President Barack Obama’s mandate to require all employers and public universities to provide free contraception, with the exception of some religious institutions, is still being fought in churches and by conservatives who say that it is not enough. It is now known as the “Contraception Compromise.”
It all began Jan. 20, when it was reported that U.S. Department of Health and Human Services Secretary Kathleen Sebelius released a statement with the issued mandate.
“Today the department is announcing that the final rule on preventive health services will ensure that women with health insurance coverage will have access to the full range of the Institute of Medicine’s recommended preventive services, including all FDA-approved forms of contraception,” Sebelius said in a U.S Department of Health and Human Services news release.
The controversy continued in a meeting in the Oval Office a few weeks later where President Obama, New York Archbishop Timothy Dolan, Joshua DuBois, the White House director of faith-based initiatives and Vice President Joe Biden debated the idea of mandatory contraception coverage by church-run hospitals and colleges.
“…We’ve reached a decision on how to move forward. Under the rule, women will still have access to preventive care that includes contraceptive services — no matter where they work. So that core principle remains,” said Obama in a press conference to announce the decision for the compromise.
On the morning of Feb. 16, the Committee on Oversight and Government Reform met in Congress to to hear “Lines Crossed: Separation of Church and State. Has the Obama Administration Trampled on Freedom of Religion and Freedom of Conscience?” which was a panel comprised of inter-religious authorities from Catholicism to Judaism.
“Southern Baptists and people of other various faith communities are outraged with President Obama’s so-called compromise on his administration’s abortion mandate,” said Richard Land, president of the Southern Baptist Convention’s Ethics & Religious Liberty Commission. “In his attempt to mollify his radical pro-abortion supporters, President Obama has declared that individual conscience is subject to government edict.”
The most famous line of the day from the hearing came from Carolyn Maloney (D-N.Y.), where she asked, “Where are the women? I don’t see one single woman here on the panel,” she said, underscoring the perspective of the political left that have, as they claim, “left out women from the debate.”
“Since all reasonable objections by religious groups have now been fully accommodated, it’s now clearer than ever that anyone who still opposes this plan really just opposes affordable access to birth control — period,” stated the Center for American Progress Action Fund, a liberal think tank in Washington, D.C.
Obama and many others have labeled this as a “Catholic issue,” but other Christian groups have taken a strong stance as well.

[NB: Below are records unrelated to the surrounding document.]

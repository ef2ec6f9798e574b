//! # Observation Hooks
//!
//! Side-effect-only callbacks around an engine invocation. Errors and panics
//! raised by an observer are logged and discarded; they never change an
//! outcome or the control flow of the engine.

use crate::logging;
use crate::processing::errors::{HandlerError, RecordError};
use crate::processing::result::ProcessingResult;
use std::panic::{catch_unwind, AssertUnwindSafe};
use tracing::debug;

/// Called once for every record whose handler failed
pub trait FailureObserver<R>: Send + Sync {
    fn on_record_failure(&self, record: &R, error: &RecordError) -> Result<(), HandlerError>;
}

impl<R, F> FailureObserver<R> for F
where
    F: Fn(&R, &RecordError) -> Result<(), HandlerError> + Send + Sync,
{
    fn on_record_failure(&self, record: &R, error: &RecordError) -> Result<(), HandlerError> {
        self(record, error)
    }
}

/// Called once when an invocation produces a result
pub trait CompletionObserver<R>: Send + Sync {
    fn on_batch_completed(&self, result: &ProcessingResult<R>) -> Result<(), HandlerError>;
}

impl<R, F> CompletionObserver<R> for F
where
    F: Fn(&ProcessingResult<R>) -> Result<(), HandlerError> + Send + Sync,
{
    fn on_batch_completed(&self, result: &ProcessingResult<R>) -> Result<(), HandlerError> {
        self(result)
    }
}

pub(crate) fn notify_failure<R>(
    observer: Option<&dyn FailureObserver<R>>,
    record: &R,
    error: &RecordError,
) {
    let Some(observer) = observer else {
        return;
    };
    let outcome = catch_unwind(AssertUnwindSafe(|| observer.on_record_failure(record, error)));
    report("failure_observer", error.record_id(), outcome);
}

pub(crate) fn notify_completion<R>(
    observer: Option<&dyn CompletionObserver<R>>,
    result: &ProcessingResult<R>,
) {
    let Some(observer) = observer else {
        return;
    };
    let outcome = catch_unwind(AssertUnwindSafe(|| observer.on_batch_completed(result)));
    report("completion_observer", "batch", outcome);
}

fn report(
    component: &str,
    subject: &str,
    outcome: std::thread::Result<Result<(), HandlerError>>,
) {
    match outcome {
        Ok(Ok(())) => debug!(component = component, subject = subject, "observer notified"),
        Ok(Err(error)) => logging::log_observer_failure(component, subject, &error.to_string()),
        Err(_) => logging::log_observer_failure(component, subject, "observer panicked"),
    }
}
use crate::config::BatchConfig;
use crate::processing::policy::{ErrorHandlingPolicy, PolicySelection, SourceOrdering};
use serde::{Deserialize, Serialize};

/// Configuration snapshot for one engine invocation
#[derive(Debug, Clone, PartialEq, Eq, Serialize, Deserialize)]
pub struct ProcessingOptions {
    /// How the error handling policy is chosen
    pub policy: PolicySelection,

    /// Dispatch records concurrently instead of strictly in order
    pub parallel_enabled: bool,

    /// Upper bound on records in flight in parallel mode. `None` lets every
    /// record of the batch run at once.
    pub max_degree_of_parallelism: Option<usize>,

    /// Raise an aggregate error when nothing succeeded under a
    /// stop-on-first-failure policy. When disabled, a result reporting every
    /// record as failed is returned instead.
    pub throw_on_full_batch_failure: bool,
}

impl Default for ProcessingOptions {
    fn default() -> Self {
        Self {
            policy: PolicySelection::DeriveFromEvent,
            parallel_enabled: false,
            max_degree_of_parallelism: None,
            throw_on_full_batch_failure: true,
        }
    }
}

impl ProcessingOptions {
    pub fn from_config(config: &BatchConfig) -> Self {
        Self {
            policy: config.error_handling_policy,
            parallel_enabled: config.parallel_enabled,
            max_degree_of_parallelism: config.max_degree_of_parallelism,
            throw_on_full_batch_failure: config.throw_on_full_batch_failure,
        }
    }

    pub fn with_policy(mut self, policy: impl Into<PolicySelection>) -> Self {
        self.policy = policy.into();
        self
    }

    pub fn with_parallel(mut self, enabled: bool) -> Self {
        self.parallel_enabled = enabled;
        self
    }

    pub fn with_max_degree_of_parallelism(mut self, max: usize) -> Self {
        self.max_degree_of_parallelism = Some(max.max(1));
        self
    }

    pub fn with_throw_on_full_batch_failure(mut self, enabled: bool) -> Self {
        self.throw_on_full_batch_failure = enabled;
        self
    }

    pub fn resolve_policy(&self, ordering: SourceOrdering) -> ErrorHandlingPolicy {
        self.policy.resolve(ordering)
    }

    /// Number of records that may be in flight at once for a batch of
    /// `batch_size` records. Always at least one.
    pub fn concurrency_for(&self, batch_size: usize) -> usize {
        if !self.parallel_enabled {
            return 1;
        }
        let limit = self.max_degree_of_parallelism.unwrap_or(batch_size);
        limit.min(batch_size).max(1)
    }
}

“I’m not a Catholic, but I stand in 100 percent solidarity with my brothers & sisters to practice their belief against govt pressure,” said Rick Warren, pastor and author of the bestseller The Purpose Driven Life, on his Twitter page. “I’d go to jail rather than cave in to a government mandate that violates what God commands us to do. Would you? Acts 5:29,” he said in another tweet.
Both sides of the aisle are accusing each other of a “war on culture.” Those on the right say Obama’s intention is to disassemble religious, social and economic liberty. From the liberal perspective, it means an unwillingness from the right to make allowances to health care, social reform and economic fairness.
The mandate is set to be effective August 2012, just in time for Cal State Fullerton students to begin the fall semester. According to the bill, students insured by CSUF’s student health insurance would be able to receive contraceptive services via the Student Health and Counseling Center.
The fiscal impact of the bill on the California State University system is unknown at this time.